The receiver is made of solid silicon carbide, or solid silicon carbide entirely covered with a silicon carbide film. The inner face of the receiver is black due to the silicon carbide film, to improve a sunlight absorptance. At least the surface of the receiver is formed with a silicon carbide film, to provide excellent heat resistance.
Further, the inner face of the housing is provided with a mirror coating. If the heating fluid is a transparent gas such as air, the mirror coating reflects radiation from the high-temperature receiver back to the receiver, thereby preventing heat radiation from the receiver.
Also, the receiver is integrally formed from part of the housing, to produce no gap between them. This is appropriate when the heating fluid is a liquid.

UNITED STATES DESIGNATION

In connection with United States designation, this international patent application claims the benefit of priority under 35 U.S.C. 119(a) to Japanese Patent Application No. 2009-99980 filed on Apr. 16, 2009, the entire content of which is incorporated by reference herein.

Claims

1. A solar concentrating system having a receiver installed at a predetermined height and heliostats arranged on the ground around the receiver, the heliostats reflecting sunlight toward the receiver, wherein:

the receiver has an inverted container shape having an opening at a lower side thereof to introduce sunlight; a housing is arranged on an outer side of the receiver and surrounds the receiver except the opening; and

a space for a heating fluid is defined by the housing and the receiver.
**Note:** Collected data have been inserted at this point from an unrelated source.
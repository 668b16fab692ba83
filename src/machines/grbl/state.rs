//! Machine state types for GRBL 1.1h.
//!
//! Types only — no logic. Used by the parser, controller, connection manager,
//! and anything that holds or broadcasts machine status.

use serde::{Deserialize, Serialize};
use std::time::Instant;

/// Position in machine or work coordinates (X/Y/Z only; no rotary axis).
#[derive(Clone, Copy, Debug, Default, PartialEq, Serialize, Deserialize)]
pub struct Position {
    pub x: f64,
    pub y: f64,
    pub z: f64,
}

impl Position {
    pub fn sub(self, other: Position) -> Position {
        Position {
            x: self.x - other.x,
            y: self.y - other.y,
            z: self.z - other.z,
        }
    }
}

/// Reason for Hold state (e.g. feed hold, safety door).
#[derive(Clone, Debug, PartialEq, Eq, Serialize, Deserialize)]
pub enum HoldReason {
    FeedHold,
    SafetyDoor,
    Other(String),
}

/// Alarm code from GRBL 1.1h (codes 1–9 per the firmware's alarm table).
/// Unknown codes map to `Unknown(n)`.
#[derive(Clone, Copy, Debug, PartialEq, Eq, Serialize, Deserialize)]
pub enum AlarmCode {
    HardLimit,          // 1
    SoftLimit,          // 2
    AbortCycle,         // 3
    ProbeFailInitial,   // 4
    ProbeFailContact,   // 5
    HomingFailReset,    // 6
    HomingFailDoor,     // 7
    FailPulloff,        // 8
    HomingFailApproach, // 9
    Unknown(u8),
}

impl From<u8> for AlarmCode {
    fn from(n: u8) -> Self {
        match n {
            1 => AlarmCode::HardLimit,
            2 => AlarmCode::SoftLimit,
            3 => AlarmCode::AbortCycle,
            4 => AlarmCode::ProbeFailInitial,
            5 => AlarmCode::ProbeFailContact,
            6 => AlarmCode::HomingFailReset,
            7 => AlarmCode::HomingFailDoor,
            8 => AlarmCode::FailPulloff,
            9 => AlarmCode::HomingFailApproach,
            _ => AlarmCode::Unknown(n),
        }
    }
}

/// Input pin flags reported in a status line's `Pn:` field.
#[derive(Clone, Copy, Debug, Default, PartialEq, Eq, Serialize, Deserialize)]
pub struct PinState {
    pub x: bool,
    pub y: bool,
    pub z: bool,
    pub p: bool,
    pub d: bool,
    pub h: bool,
    pub r: bool,
    pub s: bool,
}

impl PinState {
    /// Parses the `Pn:` flag string (e.g. "XYZ" or "PD").
    pub fn from_flags(s: &str) -> Self {
        let mut pins = PinState::default();
        for c in s.chars() {
            match c {
                'X' => pins.x = true,
                'Y' => pins.y = true,
                'Z' => pins.z = true,
                'P' => pins.p = true,
                'D' => pins.d = true,
                'H' => pins.h = true,
                'R' => pins.r = true,
                'S' => pins.s = true,
                _ => {}
            }
        }
        pins
    }
}

/// Override percentages reported in a status line's `Ov:` field (feed, rapid, spindle).
#[derive(Clone, Copy, Debug, PartialEq, Serialize, Deserialize)]
pub struct Overrides {
    pub feed_pct: u16,
    pub rapid_pct: u16,
    pub spindle_pct: u16,
}

impl Default for Overrides {
    fn default() -> Self {
        Self {
            feed_pct: 100,
            rapid_pct: 100,
            spindle_pct: 100,
        }
    }
}

/// High-level machine state from a status report's leading token.
#[derive(Clone, Debug, PartialEq, Serialize, Deserialize)]
pub enum MachineState {
    Idle,
    Run,
    Hold(HoldReason),
    Jog,
    Alarm(AlarmCode),
    Door,
    Check,
    Home,
    Sleep,
    Unknown(String),
}

impl MachineState {
    pub fn is_alarm(&self) -> bool {
        matches!(self, MachineState::Alarm(_))
    }
}

/// Full machine status parsed from a single `<...>` status response.
#[derive(Clone, Debug, Serialize)]
pub struct ControllerStatus {
    pub state: MachineState,
    pub machine_pos: Position,
    /// Work position. Derived as `machine_pos - wco` when `wco` is present,
    /// or taken directly from a reported `WPos:` field otherwise.
    pub work_pos: Position,
    /// Work coordinate offset, if the report carried one.
    pub wco: Option<Position>,
    pub feed_rate: f64,
    pub spindle_speed: f64,
    /// RX buffer bytes available, from `Bf:rx,planner`.
    pub rx_available: Option<u32>,
    /// Planner blocks available, from `Bf:rx,planner`.
    pub planner_available: Option<u32>,
    pub input_pins: PinState,
    pub overrides: Overrides,
    /// Monotonic counter incremented on every successful parse; lets waiters
    /// detect "a new status has arrived" without comparing full structs.
    pub freshness_stamp: u64,
    #[serde(skip_serializing)]
    pub last_updated: Instant,
}

impl ControllerStatus {
    /// Initial status before any poll response has been received.
    pub fn idle() -> Self {
        Self {
            state: MachineState::Idle,
            machine_pos: Position::default(),
            work_pos: Position::default(),
            wco: None,
            feed_rate: 0.0,
            spindle_speed: 0.0,
            rx_available: None,
            planner_available: None,
            input_pins: PinState::default(),
            overrides: Overrides::default(),
            freshness_stamp: 0,
            last_updated: Instant::now(),
        }
    }
}

/// Sticky modal state tracked by the pre-scanner and saved/restored around macros.
#[derive(Clone, Debug, PartialEq, Serialize, Deserialize)]
pub struct ModalSnapshot {
    pub motion: MotionMode,
    pub plane: Plane,
    pub units: Units,
    pub distance: Distance,
    pub arc_distance: Distance,
    pub feed_mode: FeedMode,
    pub wcs: Wcs,
    pub spindle: SpindleMode,
    pub coolant: CoolantMode,
    pub feed: Option<f64>,
    pub spindle_speed: Option<f64>,
    pub tool: Option<u32>,
    /// Whether a `G92` coordinate offset was set anywhere before the scan point.
    pub saw_g92: bool,
}

impl Default for ModalSnapshot {
    fn default() -> Self {
        Self {
            motion: MotionMode::G0,
            plane: Plane::G17,
            units: Units::G21,
            distance: Distance::G90,
            arc_distance: Distance::G90,
            feed_mode: FeedMode::G94,
            wcs: Wcs::G54,
            spindle: SpindleMode::Off,
            coolant: CoolantMode::Off,
            feed: None,
            spindle_speed: None,
            tool: None,
            saw_g92: false,
        }
    }
}

/// Sticky motion mode (G0/G1/G2/G3). Arcs (G2/G3) are tracked for modal
/// completeness; the source pipeline only ever splits G0/G1 moves.
#[derive(Clone, Copy, Debug, PartialEq, Eq, Serialize, Deserialize)]
pub enum MotionMode {
    G0,
    G1,
    G2,
    G3,
}

impl MotionMode {
    pub fn as_gcode(self) -> &'static str {
        match self {
            MotionMode::G0 => "G0",
            MotionMode::G1 => "G1",
            MotionMode::G2 => "G2",
            MotionMode::G3 => "G3",
        }
    }
}

#[derive(Clone, Copy, Debug, PartialEq, Eq, Serialize, Deserialize)]
pub enum Plane {
    G17,
    G18,
    G19,
}

#[derive(Clone, Copy, Debug, PartialEq, Eq, Serialize, Deserialize)]
pub enum Units {
    G20,
    G21,
}

#[derive(Clone, Copy, Debug, PartialEq, Eq, Serialize, Deserialize)]
pub enum Distance {
    G90,
    G91,
}

#[derive(Clone, Copy, Debug, PartialEq, Eq, Serialize, Deserialize)]
pub enum FeedMode {
    G93,
    G94,
    G95,
}

#[derive(Clone, Copy, Debug, PartialEq, Eq, Serialize, Deserialize)]
pub enum Wcs {
    G54,
    G55,
    G56,
    G57,
    G58,
    G59,
}

impl Wcs {
    pub fn as_gcode(self) -> &'static str {
        match self {
            Wcs::G54 => "G54",
            Wcs::G55 => "G55",
            Wcs::G56 => "G56",
            Wcs::G57 => "G57",
            Wcs::G58 => "G58",
            Wcs::G59 => "G59",
        }
    }

    /// Parses a `G54`..`G59` word value (e.g. "54") into a `Wcs`. Returns
    /// `None` for anything outside that range.
    pub fn from_word_value(value: &str) -> Option<Self> {
        match value {
            "54" => Some(Wcs::G54),
            "55" => Some(Wcs::G55),
            "56" => Some(Wcs::G56),
            "57" => Some(Wcs::G57),
            "58" => Some(Wcs::G58),
            "59" => Some(Wcs::G59),
            _ => None,
        }
    }
}

#[derive(Clone, Copy, Debug, PartialEq, Eq, Serialize, Deserialize)]
pub enum SpindleMode {
    Off,
    Cw,
    Ccw,
}

#[derive(Clone, Copy, Debug, PartialEq, Eq, Serialize, Deserialize)]
pub enum CoolantMode {
    Off,
    Mist,
    Flood,
    Both,
}

#[cfg(test)]
mod tests {
    use super::*;

    #[test]
    fn test_alarm_code_from_known() {
        assert_eq!(AlarmCode::from(1), AlarmCode::HardLimit);
        assert_eq!(AlarmCode::from(9), AlarmCode::HomingFailApproach);
    }

    #[test]
    fn test_alarm_code_from_unknown() {
        assert_eq!(AlarmCode::from(200), AlarmCode::Unknown(200));
    }

    #[test]
    fn test_pin_state_from_flags() {
        let pins = PinState::from_flags("XYZP");
        assert!(pins.x && pins.y && pins.z && pins.p);
        assert!(!pins.d && !pins.h && !pins.r && !pins.s);
    }

    #[test]
    fn test_position_sub() {
        let a = Position { x: 10.0, y: 5.0, z: 1.0 };
        let b = Position { x: 2.0, y: 1.0, z: 0.5 };
        let c = a.sub(b);
        assert_eq!(c, Position { x: 8.0, y: 4.0, z: 0.5 });
    }

    #[test]
    fn test_modal_snapshot_default() {
        let m = ModalSnapshot::default();
        assert_eq!(m.units, Units::G21);
        assert_eq!(m.distance, Distance::G90);
        assert!(!m.saw_g92);
    }

    #[test]
    fn test_wcs_as_gcode() {
        assert_eq!(Wcs::G54.as_gcode(), "G54");
        assert_eq!(Wcs::G59.as_gcode(), "G59");
    }
}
2. The solar concentrating system according to claim 1, wherein the diameter of the opening of the receiver is smaller than that of the inside of the receiver.
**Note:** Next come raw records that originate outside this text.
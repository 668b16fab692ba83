//! Minimal binary: parses a hard-coded GRBL-HAL status string (no serial port).
//! Confirms the parser and state types are wired correctly.

use grbl_streamer::machines::grbl::{parse_status, MachineState};
use std::time::Instant;

fn main() {
    let line = "<Idle|MPos:0.000,0.000,0.000|WPos:0.000,0.000,0.000|FS:0,0>";
    match parse_status(line, Instant::now()) {
        Ok(status) => {
            println!("State: {:?}", status.state);
            println!("MPos: {:?}", status.machine_pos);
            println!("WPos: {:?}", status.work_pos);
            assert!(matches!(status.state, MachineState::Idle));
        }
        Err(e) => println!("Parse error: {}", e),
    }
}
3. The solar concentrating system according to claim 1, wherein the receiver is made of solid silicon carbide, or solid carbon material entirely covered with a silicon carbide film.

4. The solar concentrating system according to claim 1, wherein an inner face of the housing is provided with a mirror coating.

5. The solar concentrating system according to claim 1, wherein the receiver is made from the same material as the housing so that the receiver is continuous and integral with the housing.

6. The solar concentrating system according to claim 2, wherein the receiver is made of solid silicon carbide, or solid carbon material entirely covered with a silicon carbide film.

7. The solar concentrating system according to claim 2, wherein an inner face of the housing is provided with a mirror coating.

8. The solar concentrating system according to claim 3, wherein an inner face of the housing is provided with a mirror coating.

9. The solar concentrating system according to claim 2, wherein the receiver is made from the same material as the housing so that the receiver is continuous and integral with the housing.

10. The solar concentrating system according to claim 3, wherein the receiver is made from the same material as the housing so that the receiver is continuous and integral with the housing.

11. The solar concentrating system according to claim 4, wherein the receiver is made from the same material as the housing so that the receiver is continuous and integral with the housing.